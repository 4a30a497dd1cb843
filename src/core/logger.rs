//! Logger facade
//!
//! `Logger` is the one public entry point for emitting records. It owns
//! the level filter and the sampler (both lock-free) and hands surviving
//! records to a [`Pipeline`]: directly under a mutex in sync mode, or
//! through a bounded crossbeam channel to a single worker thread in
//! async mode.
//!
//! Shutdown contract: `shutdown` (and `Drop`) drains every queued record
//! before releasing the target, so a clean exit never loses accepted
//! records. When the async queue is full, `log` drops the record without
//! blocking and counts the drop in the metrics.

use super::error::{LoggerError, Result};
use super::field::Field;
use super::level::Level;
use super::metrics::LoggerMetrics;
use super::pipeline::Pipeline;
use super::record::Record;
use super::sampler::Sampler;
use crate::config::{Format, LoggerConfig, TargetKind};
use crate::encode::{Encoder, TextEncoder};
use crate::targets::{ConsoleTarget, Target};
use crossbeam_channel::{bounded, Receiver, RecvTimeoutError, Sender, TrySendError};
use parking_lot::Mutex;
use std::sync::Arc;
use std::thread::{self, JoinHandle};
use std::time::Duration;

/// Worker sleep bound while no batch deadline is pending.
const IDLE_TICK: Duration = Duration::from_millis(100);

/// How long `flush` waits for the worker's acknowledgement.
const FLUSH_TIMEOUT: Duration = Duration::from_secs(5);

enum WorkerCommand {
    Record(Record),
    /// Flush everything pending and acknowledge on the carried channel.
    Flush(Sender<()>),
}

enum Dispatch {
    /// `None` after shutdown; dropping the pipeline closes the sink.
    Sync(Mutex<Option<Pipeline>>),
    Async {
        sender: Option<Sender<WorkerCommand>>,
        handle: Option<JoinHandle<()>>,
    },
}

/// The logging engine.
///
/// # Example
///
/// ```no_run
/// use wirelog::{Field, Level, Logger, LoggerConfig};
///
/// let mut logger = Logger::init(LoggerConfig::new().with_level(Level::Debug))?;
/// logger.info("server started")?;
/// logger.log_with_fields(
///     Level::Warn,
///     "slow query",
///     &[Field::new("duration_ms", 1250_u64)],
/// )?;
/// logger.shutdown()?;
/// # Ok::<(), wirelog::LoggerError>(())
/// ```
pub struct Logger {
    min_level: Level,
    sampler: Sampler,
    metrics: Arc<LoggerMetrics>,
    dispatch: Dispatch,
}

impl Logger {
    /// Build a logger from a validated configuration.
    ///
    /// Fails on invalid configuration, on formats or targets compiled out
    /// of this build, and on file targets whose path cannot be opened.
    pub fn init(config: LoggerConfig) -> Result<Self> {
        config.validate()?;

        let metrics = Arc::new(LoggerMetrics::new());
        let encoder = build_encoder(&config)?;
        let target = build_target(&config)?;
        let pipeline = Pipeline::new(&config, encoder, target, Arc::clone(&metrics));

        let dispatch = if config.async_io {
            let (sender, receiver) = bounded(config.buffer_size);
            let handle = thread::Builder::new()
                .name("wirelog-worker".to_string())
                .spawn(move || worker_loop(receiver, pipeline))
                .map_err(|e| {
                    LoggerError::io_operation("spawn", "Failed to start logger worker thread", e)
                })?;
            Dispatch::Async {
                sender: Some(sender),
                handle: Some(handle),
            }
        } else {
            Dispatch::Sync(Mutex::new(Some(pipeline)))
        };

        Ok(Self {
            min_level: config.level,
            sampler: Sampler::new(config.sampling_rate),
            metrics,
            dispatch,
        })
    }

    /// Emit a record without fields.
    pub fn log(&self, level: Level, message: impl Into<String>) -> Result<()> {
        self.log_with_fields(level, message, &[])
    }

    /// Emit a record with structured fields.
    ///
    /// Level filtering and the sampling draw happen before any lock or
    /// queue is touched, so suppressed records cost almost nothing.
    pub fn log_with_fields(
        &self,
        level: Level,
        message: impl Into<String>,
        fields: &[Field],
    ) -> Result<()> {
        if level < self.min_level {
            return Ok(());
        }
        if !self.sampler.should_forward() {
            self.metrics.record_sampled_out();
            return Ok(());
        }

        let record = Record::new(level, message).with_fields(fields);
        match &self.dispatch {
            Dispatch::Sync(pipeline) => {
                let mut guard = pipeline.lock();
                let pipeline = guard.as_mut().ok_or(LoggerError::LoggerStopped)?;
                // Overdue batch timeouts are observed at the next call
                pipeline.tick()?;
                pipeline.submit(record)
            }
            Dispatch::Async { sender, .. } => {
                let sender = sender.as_ref().ok_or(LoggerError::LoggerStopped)?;
                match sender.try_send(WorkerCommand::Record(record)) {
                    Ok(()) => Ok(()),
                    Err(TrySendError::Full(_)) => {
                        // Queue full: drop rather than block the caller
                        self.metrics.record_queue_drop();
                        Ok(())
                    }
                    Err(TrySendError::Disconnected(_)) => Err(LoggerError::LoggerStopped),
                }
            }
        }
    }

    pub fn debug(&self, message: impl Into<String>) -> Result<()> {
        self.log(Level::Debug, message)
    }

    pub fn info(&self, message: impl Into<String>) -> Result<()> {
        self.log(Level::Info, message)
    }

    pub fn warn(&self, message: impl Into<String>) -> Result<()> {
        self.log(Level::Warn, message)
    }

    pub fn error(&self, message: impl Into<String>) -> Result<()> {
        self.log(Level::Error, message)
    }

    pub fn fatal(&self, message: impl Into<String>) -> Result<()> {
        self.log(Level::Fatal, message)
    }

    /// Write out pending batches and push buffered bytes through to the
    /// sink. In async mode this waits until the worker has processed
    /// everything queued ahead of the flush.
    pub fn flush(&self) -> Result<()> {
        match &self.dispatch {
            Dispatch::Sync(pipeline) => pipeline
                .lock()
                .as_mut()
                .ok_or(LoggerError::LoggerStopped)?
                .flush(),
            Dispatch::Async { sender, .. } => {
                let sender = sender.as_ref().ok_or(LoggerError::LoggerStopped)?;
                let (ack_tx, ack_rx) = bounded(1);
                sender
                    .send(WorkerCommand::Flush(ack_tx))
                    .map_err(|_| LoggerError::LoggerStopped)?;
                ack_rx
                    .recv_timeout(FLUSH_TIMEOUT)
                    .map_err(|_| LoggerError::other("Timed out waiting for flush to complete"))
            }
        }
    }

    /// Stop the logger, draining every accepted record first and closing
    /// the sink.
    ///
    /// Idempotent. Later `log` and `flush` calls fail with
    /// [`LoggerError::LoggerStopped`] in both dispatch modes.
    pub fn shutdown(&mut self) -> Result<()> {
        match &mut self.dispatch {
            Dispatch::Sync(pipeline) => match pipeline.lock().take() {
                // The sink closes when the pipeline drops
                Some(mut pipeline) => pipeline.flush(),
                None => Ok(()),
            },
            Dispatch::Async { sender, handle } => {
                drop(sender.take());
                match handle.take() {
                    Some(handle) => handle
                        .join()
                        .map_err(|_| LoggerError::other("Logger worker thread panicked")),
                    None => Ok(()),
                }
            }
        }
    }

    /// Snapshot of the logger's counters.
    pub fn metrics(&self) -> LoggerMetrics {
        (*self.metrics).clone()
    }

    pub fn min_level(&self) -> Level {
        self.min_level
    }
}

impl Drop for Logger {
    /// Drain and release. Dropping the sender disconnects the channel;
    /// the worker delivers everything still buffered, flushes, and exits
    /// before the join returns.
    fn drop(&mut self) {
        if let Dispatch::Async { sender, handle } = &mut self.dispatch {
            drop(sender.take());
            if let Some(handle) = handle.take() {
                let _ = handle.join();
            }
        } else if let Dispatch::Sync(pipeline) = &self.dispatch {
            if let Some(mut pipeline) = pipeline.lock().take() {
                let _ = pipeline.flush();
            }
        }
    }
}

fn worker_loop(receiver: Receiver<WorkerCommand>, mut pipeline: Pipeline) {
    loop {
        let timeout = pipeline.time_until_due().unwrap_or(IDLE_TICK);
        match receiver.recv_timeout(timeout) {
            Ok(WorkerCommand::Record(record)) => {
                if let Err(e) = pipeline.submit(record) {
                    eprintln!("wirelog: write failed: {}", e);
                }
            }
            Ok(WorkerCommand::Flush(ack)) => {
                if let Err(e) = pipeline.flush() {
                    eprintln!("wirelog: flush failed: {}", e);
                }
                let _ = ack.send(());
            }
            Err(RecvTimeoutError::Timeout) => {
                let _ = pipeline.tick();
            }
            // Buffered commands are all delivered before disconnection is
            // reported, so the drain is complete here.
            Err(RecvTimeoutError::Disconnected) => break,
        }
    }
    if let Err(e) = pipeline.flush() {
        eprintln!("wirelog: final flush failed: {}", e);
    }
}

fn build_encoder(config: &LoggerConfig) -> Result<Encoder> {
    match config.format {
        Format::Text => {
            let on_console = matches!(config.target, TargetKind::Stdout | TargetKind::Stderr);
            Ok(Encoder::Text(
                TextEncoder::new(config.timestamp_format.clone())
                    .with_colors(config.console_colors && on_console),
            ))
        }
        Format::Json => {
            #[cfg(feature = "json")]
            {
                Ok(Encoder::Json(crate::encode::JsonEncoder::new()))
            }
            #[cfg(not(feature = "json"))]
            {
                Err(LoggerError::unavailable("format", "json"))
            }
        }
        Format::Binary => {
            #[cfg(feature = "binary")]
            {
                Ok(Encoder::Binary(crate::encode::BinaryEncoder::new()))
            }
            #[cfg(not(feature = "binary"))]
            {
                Err(LoggerError::unavailable("format", "binary"))
            }
        }
    }
}

fn build_target(config: &LoggerConfig) -> Result<Box<dyn Target>> {
    match config.target {
        TargetKind::Stdout => Ok(Box::new(ConsoleTarget::stdout())),
        TargetKind::Stderr => Ok(Box::new(ConsoleTarget::stderr())),
        TargetKind::File => {
            #[cfg(feature = "file")]
            {
                let path = config.file_path.as_ref().ok_or_else(|| {
                    LoggerError::config("LoggerConfig", "file_path is required for the file target")
                })?;
                let target = crate::targets::FileTarget::new(
                    path,
                    config.max_file_size,
                    config.max_backup_files,
                )?;
                Ok(Box::new(target))
            }
            #[cfg(not(feature = "file"))]
            {
                Err(LoggerError::unavailable("target", "file"))
            }
        }
    }
}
********************
Going back over the entries above, copy word for word every line from the one that has "let _ = ack.send(());" on through the one that has "fn build_target(config: &LoggerConfig)".

                let _ = ack.send(());
            }
            Err(RecvTimeoutError::Timeout) => {
                let _ = pipeline.tick();
            }
            // Buffered commands are all delivered before disconnection is
            // reported, so the drain is complete here.
            Err(RecvTimeoutError::Disconnected) => break,
        }
    }
    if let Err(e) = pipeline.flush() {
        eprintln!("wirelog: final flush failed: {}", e);
    }
}

fn build_encoder(config: &LoggerConfig) -> Result<Encoder> {
    match config.format {
        Format::Text => {
            let on_console = matches!(config.target, TargetKind::Stdout | TargetKind::Stderr);
            Ok(Encoder::Text(
                TextEncoder::new(config.timestamp_format.clone())
                    .with_colors(config.console_colors && on_console),
            ))
        }
        Format::Json => {
            #[cfg(feature = "json")]
            {
                Ok(Encoder::Json(crate::encode::JsonEncoder::new()))
            }
            #[cfg(not(feature = "json"))]
            {
                Err(LoggerError::unavailable("format", "json"))
            }
        }
        Format::Binary => {
            #[cfg(feature = "binary")]
            {
                Ok(Encoder::Binary(crate::encode::BinaryEncoder::new()))
            }
            #[cfg(not(feature = "binary"))]
            {
                Err(LoggerError::unavailable("format", "binary"))
            }
        }
    }
}

fn build_target(config: &LoggerConfig) -> Result<Box<dyn Target>> {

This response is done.